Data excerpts
════

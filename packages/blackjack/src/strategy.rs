use crate::hand::{card_points, evaluate, Hand};
use crate::round::{Action, DecisionProvider};
use card_shoe::Card;

/// Basic strategy rows, indexed by dealer upcard 2..=10 then ace.
/// `D` doubles when allowed and otherwise hits; `d` doubles or stands.
type Row = &'static [u8; 10];

fn hard_row(total: u8) -> Row {
    match total {
        0..=8 => b"HHHHHHHHHH",
        9 => b"HDDDDHHHHH",
        10 => b"DDDDDDDDHH",
        11 => b"DDDDDDDDDD",
        12 => b"HHSSSHHHHH",
        13..=16 => b"SSSSSHHHHH",
        _ => b"SSSSSSSSSS",
    }
}

fn soft_row(total: u8) -> Row {
    match total {
        0..=12 => b"HHHHHHHHHH",
        13 | 14 => b"HHHDDHHHHH",
        15 | 16 => b"HHDDDHHHHH",
        17 => b"HDDDDHHHHH",
        18 => b"dddddSSHHH",
        19 => b"SSSSdSSSSS",
        _ => b"SSSSSSSSSS",
    }
}

/// Hit, stand or double by basic strategy for a multi-deck shoe, dealer
/// standing on soft 17.
pub fn optimal_move(player_cards: &[Card], dealer_up_card: &Card, can_double: bool) -> Action {
    let value = evaluate(player_cards);
    let row = if value.soft {
        soft_row(value.total)
    } else {
        hard_row(value.total)
    };
    // card_points puts the ace at 11, the last column
    let column = usize::from(card_points(dealer_up_card.rank).saturating_sub(2)).min(9);

    match row[column] {
        b'D' | b'd' if can_double => Action::Double,
        b'd' | b'S' => Action::Stand,
        _ => Action::Hit,
    }
}

/// Plays every decision by basic strategy.
#[derive(Debug, Clone, Copy, Default)]
pub struct BasicStrategy;

impl DecisionProvider for BasicStrategy {
    fn choose_action(&mut self, hand: &Hand, dealer_upcard: Card, can_double: bool) -> Action {
        optimal_move(&hand.cards, &dealer_upcard, can_double)
    }
}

════

## TASK DESCRIPTION
Out of the records above, pick each line that contains the string "crate".

## ANSWER SECTION
use crate::hand::{card_points, evaluate, Hand};
use crate::round::{Action, DecisionProvider};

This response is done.